- [Task statement]:
Work out how many lines in the data below contain the string "GameServerEventHandler", and reply with that figure alone.

- [Stored items]:
..........
//! GameServer event handling
//!
//! The handler receives add, update and delete notifications from the
//! dispatcher, drops the ones that do not concern it and drives the Service,
//! Ingress and readiness reconcilers in that order.

use std::fmt;
use std::sync::Arc;

use async_trait::async_trait;
use kube::ResourceExt;
use tokio_util::sync::CancellationToken;
use tracing::{debug, info, instrument};

use crate::controller::gameserver_reconciler::GameServerReconciler;
use crate::controller::ingress_reconciler::IngressReconciler;
use crate::controller::service_reconciler::ServiceReconciler;
use crate::controller::ResourceKind;
use crate::crd::{GameServer, GameServerState};
use crate::error::{Error, Result};
use crate::gameserver::{self, OCTOPS_ANNOTATION_INGRESS_MODE};

/// Receiver of GameServer watch notifications
#[async_trait]
pub trait EventHandler: Send + Sync {
    async fn on_add(&self, gs: &GameServer) -> Result<()>;
    /// Only `new` is inspected, `old` is the previously cached object
    async fn on_update(&self, old: &GameServer, new: &GameServer) -> Result<()>;
    async fn on_delete(&self, gs: &GameServer) -> Result<()>;
}

/// Why an event was dropped without reconciling
#[derive(Clone, Copy, Debug, PartialEq, Eq)]
pub enum SkipReason {
    NoRoutingMode,
    Shutdown,
    NotReady(GameServerState),
}

impl SkipReason {
    pub fn as_str(&self) -> &'static str {
        match self {
            SkipReason::NoRoutingMode => "no_routing_mode",
            SkipReason::Shutdown => "shutdown",
            SkipReason::NotReady(_) => "not_ready",
        }
    }
}

impl fmt::Display for SkipReason {
    fn fmt(&self, f: &mut fmt::Formatter<'_>) -> fmt::Result {
        match self {
            SkipReason::NoRoutingMode => {
                write!(f, "annotation {OCTOPS_ANNOTATION_INGRESS_MODE} not present")
            }
            SkipReason::Shutdown => f.write_str("gameserver is shutting down"),
            SkipReason::NotReady(state) => write!(f, "gameserver state {state} is not reconcilable"),
        }
    }
}

/// State gate: `Some(reason)` when the GameServer must be left alone
pub fn skip_reason(gs: &GameServer) -> Option<SkipReason> {
    if gameserver::has_annotation(gs, OCTOPS_ANNOTATION_INGRESS_MODE).is_none() {
        return Some(SkipReason::NoRoutingMode);
    }
    if gameserver::is_shutdown(gs) {
        return Some(SkipReason::Shutdown);
    }
    if !gameserver::must_reconcile(gs) {
        return Some(SkipReason::NotReady(gs.state()));
    }
    None
}

pub struct GameServerEventHandler {
    services: ServiceReconciler,
    ingresses: IngressReconciler,
    gameservers: GameServerReconciler,
    token: CancellationToken,
}

impl GameServerEventHandler {
    pub fn new(
        services: ServiceReconciler,
        ingresses: IngressReconciler,
        gameservers: GameServerReconciler,
        token: CancellationToken,
    ) -> Self {
        Self {
            services,
            ingresses,
            gameservers,
            token,
        }
    }

    /// Gate the GameServer, then converge its Service, Ingress and readiness
    /// marker.
    ///
    /// Cancelling the handler's token aborts the sequence with
    /// [`Error::Cancelled`].
    #[instrument(skip(self, gs), fields(name = %gs.name_any(), namespace = gs.namespace()))]
    pub async fn reconcile(&self, gs: &GameServer) -> Result<()> {
        if let Some(reason) = skip_reason(gs) {
            debug!("skipping {}: {}", gameserver::namespaced(gs), reason);
            #[cfg(feature = "metrics")]
            crate::controller::metrics::inc_event_skipped(reason.as_str());
            return Ok(());
        }

        tokio::select! {
            biased;
            _ = self.token.cancelled() => Err(Error::Cancelled),
            result = self.converge(gs) => result,
        }
    }

    async fn converge(&self, gs: &GameServer) -> Result<()> {
        let namespace = gs.namespace().unwrap_or_default();
        let name = gs.name_any();

        self.services
            .reconcile(gs)
            .await
            .map_err(|e| Error::reconcile(ResourceKind::Service, &namespace, &name, e))?;

        self.ingresses
            .reconcile(gs)
            .await
            .map_err(|e| Error::reconcile(ResourceKind::Ingress, &namespace, &name, e))?;

        self.gameservers
            .reconcile(gs)
            .await
            .map_err(|e| Error::reconcile(ResourceKind::GameServer, &namespace, &name, e))?;

        Ok(())
    }
}

#[async_trait]
impl EventHandler for GameServerEventHandler {
    async fn on_add(&self, gs: &GameServer) -> Result<()> {
        debug!("GameServer {} added", gameserver::namespaced(gs));
        self.reconcile(gs).await
    }

    async fn on_update(&self, _old: &GameServer, new: &GameServer) -> Result<()> {
        self.reconcile(new).await
    }

    async fn on_delete(&self, gs: &GameServer) -> Result<()> {
        // Service and Ingress are garbage collected through their owner reference
        info!("GameServer {} deleted", gameserver::namespaced(gs));
        Ok(())
    }
}

/// Shared handle used by the dispatcher
pub type SharedHandler = Arc<dyn EventHandler>;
..........
- [Your solution]:
3